Friday, 10 January 2014

cppcheck - another very useful static code analysis tool

Over the past months I have been using static code analysis tools such as smatch and Coverity Scan on various open source projects that I am involved with.  These, combined with using gcc's -Wall -Wextra have proved useful in tracking down and eliminating various bugs.

Recently I stumbled on cppcheck and gave it a spin on several larger projects.  One of the cppcheck project aims is to find errors that the compiler won't spot and also try to keep the number of false positives found to a minimum.

cppcheck is very easy to use, the default settings just work out of the box. However, for extra checking I enabled the --force option to check of all configurations and the --enable=all to report on checks to be totally thorough and pedantic.

The --enable option is especially useful. It allows one to select different types of checking, for example, coding style, execution performance, portability, unused functions and missing include files.

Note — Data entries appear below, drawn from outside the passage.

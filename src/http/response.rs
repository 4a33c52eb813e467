//! Captured responses.
//!
//! # Responsibilities
//! - Stand in for a network response writer during an in-process call
//! - Buffer status, headers and body for later retrieval
//! - Freeze the captured state into an immutable `LocalApiResponse`
//!
//! # Design Decisions
//! - Status is `None` until committed, so "never set" differs from "set to 200"
//! - The first body write commits 200 if nothing was set, like a real server
//! - Later status writes still win; the emulated protocol is permissive

use std::borrow::Cow;
use std::io;

use axum::body::Bytes;
use axum::http::HeaderMap;
use serde::de::DeserializeOwned;

/// Status reported while no code has been committed.
pub const DEFAULT_STATUS: u16 = 200;

/// In-memory response writer handed to a handler for one call.
#[derive(Debug, Default)]
pub struct ResponseRecorder {
    headers: HeaderMap,
    body: Vec<u8>,
    status: Option<u16>,
}

impl ResponseRecorder {
    /// Create an empty recorder with no committed status.
    pub fn new() -> Self {
        Self::default()
    }

    /// Mutable access to the response headers.
    pub fn headers_mut(&mut self) -> &mut HeaderMap {
        &mut self.headers
    }

    pub fn headers(&self) -> &HeaderMap {
        &self.headers
    }

    /// Record the status code. The last call wins.
    pub fn write_status(&mut self, code: u16) {
        self.status = Some(code);
    }

    /// Append `data` to the body, committing the default status first if
    /// none was set. Always accepts every byte.
    pub fn write_body(&mut self, data: &[u8]) -> usize {
        if self.status.is_none() {
            self.write_status(DEFAULT_STATUS);
        }
        self.body.extend_from_slice(data);
        data.len()
    }

    pub fn body(&self) -> &[u8] {
        &self.body
    }

    /// Current status, `200` while uncommitted.
    pub fn status_code(&self) -> u16 {
        self.status.unwrap_or(DEFAULT_STATUS)
    }

    /// Whether a status was set explicitly or by a body write.
    pub fn is_status_committed(&self) -> bool {
        self.status.is_some()
    }

    /// Freeze the captured state.
    pub fn finish(self) -> LocalApiResponse {
        LocalApiResponse {
            status: self.status_code(),
            headers: self.headers,
            body: Bytes::from(self.body),
        }
    }
}

impl io::Write for ResponseRecorder {
    fn write(&mut self, buf: &[u8]) -> io::Result<usize> {
        Ok(self.write_body(buf))
    }

    fn flush(&mut self) -> io::Result<()> {
        Ok(())
    }
}

/// Read-only result of a completed in-process call.
#[derive(Debug, Clone)]
pub struct LocalApiResponse {
    status: u16,
    headers: HeaderMap,
    body: Bytes,
}

impl LocalApiResponse {
    pub fn status_code(&self) -> u16 {
        self.status
    }

    pub fn headers(&self) -> &HeaderMap {
        &self.headers
    }

    pub fn body(&self) -> &[u8] {
        &self.body
    }

    /// Body as text, replacing invalid UTF-8.
    pub fn text(&self) -> Cow<'_, str> {
        String::from_utf8_lossy(&self.body)
    }

    /// Decode the body as JSON.
    pub fn json<T: DeserializeOwned>(&self) -> serde_json::Result<T> {
        serde_json::from_slice(&self.body)
    }

    pub fn into_body(self) -> Bytes {
        self.body
    }
}
//! Configuration validation.
//!
//! # Responsibilities
//! - Semantic validation (serde handles syntactic)
//! - Validate value ranges (deadline > 0, threshold is a status code)
//! - Check the namespace is a well-formed path prefix
//!
//! # Design Decisions
//! - Returns all validation errors, not just first
//! - Validation is pure function: LocalApiConfig → Result<(), Vec<ValidationError>>

use crate::config::schema::LocalApiConfig;

const LOG_LEVELS: &[&str] = &["trace", "debug", "info", "warn", "error"];

/// A single semantic problem with a configuration.
#[derive(Debug, Clone, PartialEq, Eq)]
pub struct ValidationError {
    pub field: &'static str,
    pub message: String,
}

impl ValidationError {
    fn new(field: &'static str, message: impl Into<String>) -> Self {
        Self {
            field,
            message: message.into(),
        }
    }
}

impl std::fmt::Display for ValidationError {
    fn fmt(&self, f: &mut std::fmt::Formatter<'_>) -> std::fmt::Result {
        write!(f, "{}: {}", self.field, self.message)
    }
}

impl std::error::Error for ValidationError {}

/// Check a parsed configuration for values serde cannot reject.
pub fn validate_config(config: &LocalApiConfig) -> Result<(), Vec<ValidationError>> {
    let mut errors = Vec::new();
    let client = &config.client;

    if !client.namespace.starts_with('/') || !client.namespace.ends_with('/') {
        errors.push(ValidationError::new(
            "client.namespace",
            format!("must start and end with '/', got {:?}", client.namespace),
        ));
    }

    if client.timeout_ms == 0 {
        errors.push(ValidationError::new("client.timeout_ms", "must be greater than 0"));
    }

    if !(100..=999).contains(&client.bad_status_threshold) {
        errors.push(ValidationError::new(
            "client.bad_status_threshold",
            format!("must be a status code, got {}", client.bad_status_threshold),
        ));
    }

    let level = config.observability.log_level.to_lowercase();
    if !LOG_LEVELS.contains(&level.as_str()) {
        errors.push(ValidationError::new(
            "observability.log_level",
            format!("unknown level {:?}", config.observability.log_level),
        ));
    }

    if errors.is_empty() {
        Ok(())
    } else {
        Err(errors)
    }
}
//! Resilience subsystem.
//!
//! # Data Flow
//! ```text
//! Dispatch to handler:
//!     → worker thread runs the handler
//!     → timeouts.rs (race completion signal against the deadline)
//!     → result, or timeout with the worker abandoned
//! ```
//!
//! # Design Decisions
//! - Timeouts are non-negotiable; every dispatch has a deadline
//! - No retries; retry policy belongs to the caller

pub mod timeouts;

pub use timeouts::WaitError;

Even though my code has been through smatch and Coverity Scan, cppcheck still managed to find a few issues using --enable=all

1. unused functions
2. a potential memory leak with realloc(), for example:

buf = realloc(buf, new_size);
if (!buf)
     return NULL;

if realloc() fails, buf can be leaked.  A potential fix is:

tmp = realloc(buf, new_size);
if (!tmp) {
     free(buf);
     return NULL;
} else
     buf = tmp;

3. some potential sscanf buffer overflows
4. some coding style improvements, for example, local auto variables could be moved to a deeper scope

So cppcheck worked well for me.  I recommend referring to the cppcheck project wiki to check out the features and then subjecting your code to it and seeing if it can find any bugs.